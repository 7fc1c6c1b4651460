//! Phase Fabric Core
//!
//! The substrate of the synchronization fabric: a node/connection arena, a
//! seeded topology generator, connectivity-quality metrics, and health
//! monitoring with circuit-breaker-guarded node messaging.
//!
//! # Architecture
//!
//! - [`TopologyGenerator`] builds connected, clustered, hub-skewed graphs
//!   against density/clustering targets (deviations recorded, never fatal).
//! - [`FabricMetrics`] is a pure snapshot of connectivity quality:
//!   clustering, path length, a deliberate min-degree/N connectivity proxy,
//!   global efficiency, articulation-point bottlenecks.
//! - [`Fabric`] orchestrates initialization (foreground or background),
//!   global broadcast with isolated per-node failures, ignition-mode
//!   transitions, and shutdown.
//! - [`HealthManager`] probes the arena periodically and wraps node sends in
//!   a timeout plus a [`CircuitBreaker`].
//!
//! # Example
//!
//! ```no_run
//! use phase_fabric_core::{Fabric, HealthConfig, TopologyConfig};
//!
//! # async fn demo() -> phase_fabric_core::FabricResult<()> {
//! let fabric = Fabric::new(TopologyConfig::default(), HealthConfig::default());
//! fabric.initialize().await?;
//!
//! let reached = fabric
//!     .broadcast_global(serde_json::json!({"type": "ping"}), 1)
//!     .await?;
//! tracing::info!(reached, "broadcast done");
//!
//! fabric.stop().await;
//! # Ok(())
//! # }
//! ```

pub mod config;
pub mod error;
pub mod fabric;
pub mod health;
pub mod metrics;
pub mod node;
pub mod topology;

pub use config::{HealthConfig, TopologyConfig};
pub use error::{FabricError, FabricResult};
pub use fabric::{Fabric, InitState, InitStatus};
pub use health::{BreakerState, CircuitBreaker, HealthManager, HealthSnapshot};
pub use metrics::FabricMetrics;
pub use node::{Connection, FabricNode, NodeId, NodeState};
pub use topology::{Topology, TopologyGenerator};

» **TASK PROMPT**: Restate the entries. Match them exactly.

» **EXERCISE ANSWER**:
repository 7fc1c6c1b4651460
//! Phase Fabric Core
//!
//! The substrate of the synchronization fabric: a node/connection arena, a
//! seeded topology generator, connectivity-quality metrics, and health
//! monitoring with circuit-breaker-guarded node messaging.
//!
//! # Architecture
//!
//! - [`TopologyGenerator`] builds connected, clustered, hub-skewed graphs
//!   against density/clustering targets (deviations recorded, never fatal).
//! - [`FabricMetrics`] is a pure snapshot of connectivity quality:
//!   clustering, path length, a deliberate min-degree/N connectivity proxy,
//!   global efficiency, articulation-point bottlenecks.
//! - [`Fabric`] orchestrates initialization (foreground or background),
//!   global broadcast with isolated per-node failures, ignition-mode
//!   transitions, and shutdown.
//! - [`HealthManager`] probes the arena periodically and wraps node sends in
//!   a timeout plus a [`CircuitBreaker`].
//!
//! # Example
//!
//! ```no_run
//! use phase_fabric_core::{Fabric, HealthConfig, TopologyConfig};
//!
//! # async fn demo() -> phase_fabric_core::FabricResult<()> {
//! let fabric = Fabric::new(TopologyConfig::default(), HealthConfig::default());
//! fabric.initialize().await?;
//!
//! let reached = fabric
//!     .broadcast_global(serde_json::json!({"type": "ping"}), 1)
//!     .await?;
//! tracing::info!(reached, "broadcast done");
//!
//! fabric.stop().await;
//! # Ok(())
//! # }
//! ```

pub mod config;
pub mod error;
pub mod fabric;
pub mod health;
pub mod metrics;
pub mod node;
pub mod topology;

pub use config::{HealthConfig, TopologyConfig};
pub use error::{FabricError, FabricResult};
pub use fabric::{Fabric, InitState, InitStatus};
pub use health::{BreakerState, CircuitBreaker, HealthManager, HealthSnapshot};
pub use metrics::FabricMetrics;
pub use node::{Connection, FabricNode, NodeId, NodeState};
pub use topology::{Topology, TopologyGenerator};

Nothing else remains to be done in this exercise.